+++ Given entries

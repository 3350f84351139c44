//! Interactive REPL (Read-Eval-Print Loop) mode.

use crate::config::Config;
use crate::error::{CliError, Result};
use crate::output::Formatter;
use rapport_engine::ScoreEngine;
use rapport_sentinel::Sentinel;
use rustyline::error::ReadlineError;
use rustyline::DefaultEditor;
use std::path::PathBuf;

/// Run the interactive REPL.
///
/// The REPL owns one engine for its whole lifetime: every `trust` and
/// `anchor` command grows the same session, and `score`/`report` read it.
pub fn run_repl(config: &Config, formatter: &Formatter) -> Result<()> {
    println!(
        "{}",
        formatter.info("Rapport REPL - Type 'help' for commands, 'exit' to quit")
    );
    println!();

    let mut editor = DefaultEditor::new().map_err(|e| {
        CliError::Io(std::io::Error::new(
            std::io::ErrorKind::Other,
            format!("Failed to initialize editor: {}", e),
        ))
    })?;

    let history_path = get_history_path()?;
    let _ = editor.load_history(&history_path);

    let mut engine = ScoreEngine::new(config.engine_config());
    let sentinel = Sentinel::default_config();

    loop {
        match editor.readline("rapport> ") {
            Ok(line) => {
                let line = line.trim();

                if line.is_empty() {
                    continue;
                }

                editor.add_history_entry(line).ok();

                match line {
                    "exit" | "quit" | "q" => {
                        println!("{}", formatter.info("Goodbye!"));
                        break;
                    }
                    "help" | "?" => print_help(formatter),
                    _ => {
                        if let Err(e) = execute_line(line, &mut engine, &sentinel, formatter) {
                            eprintln!("{}", formatter.error(&e.to_string()));
                        }
                    }
                }
            }
            Err(ReadlineError::Interrupted) => {
                println!("{}", formatter.info("Use 'exit' to quit"));
            }
            Err(ReadlineError::Eof) => {
                break;
            }
            Err(err) => {
                eprintln!("{}", formatter.error(&format!("Error: {}", err)));
                break;
            }
        }
    }

    editor.save_history(&history_path).ok();

    Ok(())
}

/// Execute one REPL line against the session engine.
fn execute_line(
    line: &str,
    engine: &mut ScoreEngine,
    sentinel: &Sentinel,
    formatter: &Formatter,
) -> Result<()> {
    let parts: Vec<&str> = line.split_whitespace().collect();

    match parts[0] {
        "trust" => {
            let (accuracy, applicability, respect) = match parts[1..] {
                [a, b, c] | [a, b, c, _] => {
                    (parse_number(a)?, parse_number(b)?, parse_number(c)?)
                }
                _ => {
                    return Err(CliError::InvalidInput(
                        "Usage: trust <accuracy> <applicability> <respect> [rate]".to_string(),
                    ))
                }
            };

            let trust = match parts.get(4).copied() {
                Some(rate) => engine.record_trust_with_rate(
                    accuracy,
                    applicability,
                    respect,
                    parse_number(rate)?,
                )?,
                None => engine.record_trust(accuracy, applicability, respect)?,
            };
            println!("{}", formatter.success(&format!("trust -> {:.3}", trust)));
        }
        "anchor" => match parts[1..] {
            [tag, novelty] => {
                engine.record_anchor(tag, parse_number(novelty)?)?;
                println!("{}", formatter.success(&format!("anchor '{}' recorded", tag)));
            }
            _ => {
                return Err(CliError::InvalidInput(
                    "Usage: anchor <tag> <novelty>".to_string(),
                ))
            }
        },
        "score" => {
            println!("{:.3}", engine.compute_score());
        }
        "report" => {
            println!("{}", formatter.format_report(&engine.report())?);
        }
        "screen" => {
            if parts.len() < 2 {
                return Err(CliError::InvalidInput(
                    "Usage: screen <text...>".to_string(),
                ));
            }
            let text = parts[1..].join(" ");
            let verdict = sentinel.screen(&text, None);
            println!("{}", formatter.format_verdict(&verdict)?);
        }
        other => {
            return Err(CliError::InvalidInput(format!(
                "Unknown command: {}. Type 'help' for available commands.",
                other
            )));
        }
    }

    Ok(())
}

/// Parse a float argument.
fn parse_number(s: &str) -> Result<f64> {
    s.parse::<f64>()
        .map_err(|_| CliError::InvalidInput(format!("Not a number: {}", s)))
}

/// Print REPL help.
fn print_help(formatter: &Formatter) {
    println!("{}", formatter.info("Available commands:"));
    println!("  trust <accuracy> <applicability> <respect> [rate]");
    println!("      Record one exchange's quality inputs (each in 0..1)");
    println!("  anchor <tag> <novelty>");
    println!("      Record a tagged novelty anchor");
    println!("  score");
    println!("      Print the composite health score");
    println!("  report");
    println!("      Print the full health report");
    println!("  screen <text...>");
    println!("      Screen text against the harm-phrase denylist");
    println!("  help, ?     Show this help");
    println!("  exit, quit  Leave the REPL");
}

/// Get the REPL history file path.
fn get_history_path() -> Result<PathBuf> {
    let home = dirs::home_dir()
        .ok_or_else(|| CliError::Config("Could not find home directory".into()))?;
    let dir = home.join(".rapport");
    std::fs::create_dir_all(&dir)?;
    Ok(dir.join("history"))
}
//! Trust sample module - one recorded interaction's quality inputs

use serde::{Deserialize, Serialize};

/// One recorded interaction's quality inputs.
///
/// The three ratios are caller-supplied values intended to lie in [0, 1].
/// `trust_at_time` is derived at ingestion: it is the smoothed trust value
/// immediately after this sample was applied, so the history also serves
/// as an audit trail of the trust trajectory.
///
/// Samples are immutable once appended; insertion order defines recency.
#[derive(Debug, Clone, PartialEq, Serialize, Deserialize)]
pub struct TrustSample {
    /// Factual accuracy of the exchange [0.0, 1.0]
    pub accuracy: f64,

    /// How applicable the exchange was to the caller's goal [0.0, 1.0]
    pub applicability: f64,

    /// Bidirectional respect signal [0.0, 1.0]
    pub mutual_respect: f64,

    /// Smoothed trust value immediately after this sample was applied
    pub trust_at_time: f64,
}

impl TrustSample {
    /// Create a new trust sample.
    pub fn new(accuracy: f64, applicability: f64, mutual_respect: f64, trust_at_time: f64) -> Self {
        Self {
            accuracy,
            applicability,
            mutual_respect,
            trust_at_time,
        }
    }

    /// The quality product of the three input ratios.
    ///
    /// This is the raw (unsmoothed) quality of the exchange that was fed
    /// into the trust EMA.
    pub fn quality(&self) -> f64 {
        self.accuracy * self.applicability * self.mutual_respect
    }
}

#[cfg(test)]
mod tests {
    use super::*;

    #[test]
    fn test_quality_product() {
        let sample = TrustSample::new(0.5, 0.5, 0.5, 0.125);
        assert_eq!(sample.quality(), 0.125);
    }

    #[test]
    fn test_serde_round_trip() {
        let sample = TrustSample::new(0.96, 0.97, 0.99, 0.921888);
        let json = serde_json::to_string(&sample).unwrap();
        let back: TrustSample = serde_json::from_str(&json).unwrap();
        assert_eq!(sample, back);
    }
}
//! Reader for NIST CAVS `.rsp` response files
//! (XTSGenAES128.rsp, XTSGenAES256.rsp, ...).
//!
//! A file is a list of `[ENCRYPT]` / `[DECRYPT]` sections,
//! each holding records that start with `COUNT = n`
//! followed by `name = value` lines.
use crate::xts::Block;
use thiserror::Error;
use tracing::{debug, trace};

pub mod harness;

#[derive(Error, Debug)]
#[non_exhaustive]
pub enum VectorError {
    #[error("Line {line}: expected `name = value`")]
    MalformedLine { line: usize },
    #[error("Line {line}: bad value for {field}")]
    InvalidValue { line: usize, field: &'static str },
    #[error("Line {line}: invalid hex")]
    InvalidHex {
        line: usize,
        #[source]
        source: hex::FromHexError,
    },
    #[error("Line {line}: unknown section {name}")]
    UnknownSection { line: usize, name: String },
    #[error("Line {line}: record found outside of a section")]
    NoSection { line: usize },
    #[error("Vector {count} has no {field}")]
    MissingField { count: u32, field: &'static str },
}

type Result<T> = std::result::Result<T, VectorError>;

#[derive(Debug, Clone, Copy, PartialEq, Eq)]
pub enum Direction {
    Encrypt,
    Decrypt,
}

#[derive(Debug, Clone, PartialEq, Eq)]
pub struct TestVector {
    pub direction: Direction,
    pub count: u32,
    /// Data unit length in bits, if the file states it
    pub data_unit_bits: Option<usize>,
    /// `key1 || key2`
    pub key: Vec<u8>,
    pub tweak: Block,
    pub plaintext: Vec<u8>,
    pub ciphertext: Vec<u8>,
}

impl TestVector {
    /// Vectors whose data unit ends in a partial
    /// byte cannot be expressed as byte buffers.
    pub fn is_byte_aligned(&self) -> bool {
        match self.data_unit_bits {
            Some(bits) => bits % 8 == 0 && bits / 8 == self.plaintext.len(),
            None => true,
        }
    }
}

#[derive(Debug, Default)]
struct PendingVector {
    count: u32,
    data_unit_bits: Option<usize>,
    key: Option<Vec<u8>>,
    tweak: Option<Block>,
    plaintext: Option<Vec<u8>>,
    ciphertext: Option<Vec<u8>>,
}

impl PendingVector {
    fn finish(self, direction: Direction) -> Result<TestVector> {
        let count = self.count;
        let missing = |field| VectorError::MissingField { count, field };
        Ok(TestVector {
            direction,
            count,
            data_unit_bits: self.data_unit_bits,
            key: self.key.ok_or_else(|| missing("Key"))?,
            tweak: self.tweak.ok_or_else(|| missing("i"))?,
            plaintext: self.plaintext.ok_or_else(|| missing("PT"))?,
            ciphertext: self.ciphertext.ok_or_else(|| missing("CT"))?,
        })
    }
}

fn decode_hex(value: &str, line: usize) -> Result<Vec<u8>> {
    hex::decode(value).map_err(|source| VectorError::InvalidHex { line, source })
}

fn parse_number<T: std::str::FromStr>(value: &str, line: usize, field: &'static str) -> Result<T> {
    value
        .parse()
        .map_err(|_| VectorError::InvalidValue { line, field })
}

/// Parses every vector in `input`, in file order.
pub fn parse_rsp(input: &str) -> Result<Vec<TestVector>> {
    let mut vectors = Vec::new();
    let mut direction = None;
    let mut pending: Option<PendingVector> = None;

    for (index, raw) in input.lines().enumerate() {
        let line = index + 1;
        let text = raw.trim();
        if text.is_empty() || text.starts_with('#') {
            continue;
        }

        if let Some(name) = text.strip_prefix('[').and_then(|t| t.strip_suffix(']')) {
            if let (Some(vector), Some(dir)) = (pending.take(), direction) {
                vectors.push(vector.finish(dir)?);
            }
            direction = Some(match name.trim().to_ascii_uppercase().as_str() {
                "ENCRYPT" => Direction::Encrypt,
                "DECRYPT" => Direction::Decrypt,
                _ => {
                    return Err(VectorError::UnknownSection {
                        line,
                        name: name.to_string(),
                    })
                }
            });
            trace!("Entering section {name}");
            continue;
        }

        let (field, value) = text
            .split_once('=')
            .ok_or(VectorError::MalformedLine { line })?;
        let (field, value) = (field.trim().to_ascii_uppercase(), value.trim());

        if field == "COUNT" {
            let dir = direction.ok_or(VectorError::NoSection { line })?;
            if let Some(vector) = pending.take() {
                vectors.push(vector.finish(dir)?);
            }
            pending = Some(PendingVector {
                count: parse_number(value, line, "COUNT")?,
                ..Default::default()
            });
            continue;
        }

        // fields before the first COUNT belong to the file header
        let Some(vector) = pending.as_mut() else {
            continue;
        };
        match field.as_str() {
            "DATAUNITLEN" => {
                vector.data_unit_bits = Some(parse_number(value, line, "DataUnitLen")?)
            }
            "KEY" => vector.key = Some(decode_hex(value, line)?),
            "I" => {
                let tweak = decode_hex(value, line)?;
                let tweak: Block = tweak
                    .try_into()
                    .map_err(|_| VectorError::InvalidValue { line, field: "i" })?;
                vector.tweak = Some(tweak);
            }
            "DATAUNITSEQNUMBER" => {
                let number: u128 = parse_number(value, line, "DataUnitSeqNumber")?;
                vector.tweak = Some(number.to_le_bytes());
            }
            "PT" => vector.plaintext = Some(decode_hex(value, line)?),
            "CT" => vector.ciphertext = Some(decode_hex(value, line)?),
            _ => trace!("Ignoring field {field} on line {line}"),
        }
    }

    if let (Some(vector), Some(dir)) = (pending, direction) {
        vectors.push(vector.finish(dir)?);
    }
    debug!("Parsed {} test vectors", vectors.len());
    Ok(vectors)
}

++++++

Work instruction: Stop at the line containing "println!();". Please print exactly every line before it from the start of the records, plus that line itself, and nothing else.

Answer box:
repository 3350f84351139c44
//! Interactive REPL (Read-Eval-Print Loop) mode.

use crate::config::Config;
use crate::error::{CliError, Result};
use crate::output::Formatter;
use rapport_engine::ScoreEngine;
use rapport_sentinel::Sentinel;
use rustyline::error::ReadlineError;
use rustyline::DefaultEditor;
use std::path::PathBuf;

/// Run the interactive REPL.
///
/// The REPL owns one engine for its whole lifetime: every `trust` and
/// `anchor` command grows the same session, and `score`/`report` read it.
pub fn run_repl(config: &Config, formatter: &Formatter) -> Result<()> {
    println!(
        "{}",
        formatter.info("Rapport REPL - Type 'help' for commands, 'exit' to quit")
    );
    println!();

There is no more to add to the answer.